A geographical analysis of breast cancer clustering in southern Ontario: generating hypotheses on environmental influences.

This article presents the results of spatial analysis of breast cancer clustering in southern Ontario. Data from the Cancer Care Ontario were analyzed using the Scan Statistic at the level of county, with further analysis conducted within counties that were identified as primary clusters at the dissemination area level. The results identified five counties as primary clusters of women diagnosed with breast cancer between 1986 and 2002: Essex (relative risk [RR] =1.096-1.061; p<0.001), Lambton (RR=1.05-1.167), Chatham-Kent (RR=1.133-1.191), Niagara (RR=1.228-1.290) and Toronto (RR=1.152-1.146). The within county analysis revealed several DAs with significantly higher (RR>3, p<0.05) rates of breast cancer, and supports our hypothesis that breast cancer risk in southern Ontario may be associated with industrial and environmental (such as pesticides) pollutants. Further research is needed to verify the environmental links within the identified clusters.
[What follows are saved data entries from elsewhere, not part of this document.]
//! Collaborator contracts the core consumes but does not own (spec §6).
//!
//! Each trait is a thin seam: the core queries it exactly once per action,
//! during `cache`, and never again until the next action. Hosts wire
//! concrete token/registry implementations in here; nothing in this crate
//! knows how a balance or a supply snapshot is actually stored.

use common_structs::{RateStrategyInput, RateStrategyOutput};

/// Snapshot of a reserve's stable-debt book, as read once per action.
#[derive(Debug, Clone, Copy, PartialEq, Eq)]
pub struct StableDebtSupplyData {
    pub principal: u128,
    pub total: u128,
    pub avg_rate: u128,
    pub last_update: u64,
}

/// `StableDebtTokenSnapshot.getSupplyData()` (spec §6).
pub trait StableDebtTokenSnapshot {
    fn get_supply_data(&self) -> StableDebtSupplyData;
}

/// `VariableDebtToken.scaledTotalSupply()` (spec §6).
pub trait VariableDebtToken {
    fn scaled_total_supply(&self) -> u128;
}

/// `AssetToken.balanceOf(holder)` (spec §6).
pub trait AssetToken {
    fn balance_of(&self, holder: &common_structs::AssetId) -> u128;
}

/// `InterestRateStrategy.calculateInterestRates(params)` (spec §6).
/// Implementations must be pure and deterministic.
pub trait InterestRateStrategy {
    fn calculate_interest_rates(
        &self,
        input: &RateStrategyInput,
    ) -> common_errors::CoreResult<RateStrategyOutput>;
}

/// The default strategy: `common_rates::calculate_interest_rates` closed
/// over a fixed [`common_structs::RateParameters`] (spec §6: "Rate-strategy
/// parameters are fixed at construction").
#[derive(Debug, Clone, Copy, PartialEq, Eq)]
pub struct DefaultInterestRateStrategy {
    pub params: common_structs::RateParameters,
}

impl InterestRateStrategy for DefaultInterestRateStrategy {
    fn calculate_interest_rates(
        &self,
        input: &RateStrategyInput,
    ) -> common_errors::CoreResult<RateStrategyOutput> {
        common_rates::calculate_interest_rates(&self.params, input)
    }
}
Air pollution and general practitioner access and utilization: a population based study in Sarnia, 'Chemical Valley,' Ontario.

BACKGROUND: Health impacts of poor environmental quality have been identified in studies around the world and in Canada. While many of the studies have identified associations between air pollution and mortality or morbidity, few have focused on the role of health care as a potential moderator of impacts. This study assessed the determinants of health care access and utilization in the context of ambient air pollution in Sarnia, Ontario, Canada. METHODS: Residents of Sarnia participated in a Community Health Study administered by phone, while several ambient air pollutants including nitrogen dioxide (NO2), sulphur dioxide (SO2) and the volatile organic compounds benzene, toluene, ethylbenzene, mp- and o-xylene (BTEX) were monitored across the city. Land Use Regression models were used to estimate individual exposures to the measured pollutants and logistic regression models were utilized to assess the relative influence of environmental, socioeconomic and health related covariates on general practitioner access and utilization outcomes. RESULTS: The results show that general practitioner use increased with levels of exposure to nitrogen dioxide (NO2- Odds Ratio [OR]: 1.16, p < 0.05) and sulphur dioxide (SO2- OR: 1.61, p < 0.05). Low household income was a stronger predictor of having no family doctor in areas exposed to high concentrations of NO2 and SO2. Respondents without regular care living in high pollution areas were also more likely to report travelling or waiting for care in excess of 20 minutes (OR: 3.28, p < 0.05) than their low exposure counterparts (OR: 1.11, p > 0.05). CONCLUSIONS: This study provides evidence for inequitable health care access and utilization in Sarnia, with particular relevance to its situation as a sentinel high exposure environment. Levels of exposure to pollution appears to influence utilization of health care services, but poor access to primary health care services additionally burden certain groups in Sarnia, Ontario, Canada.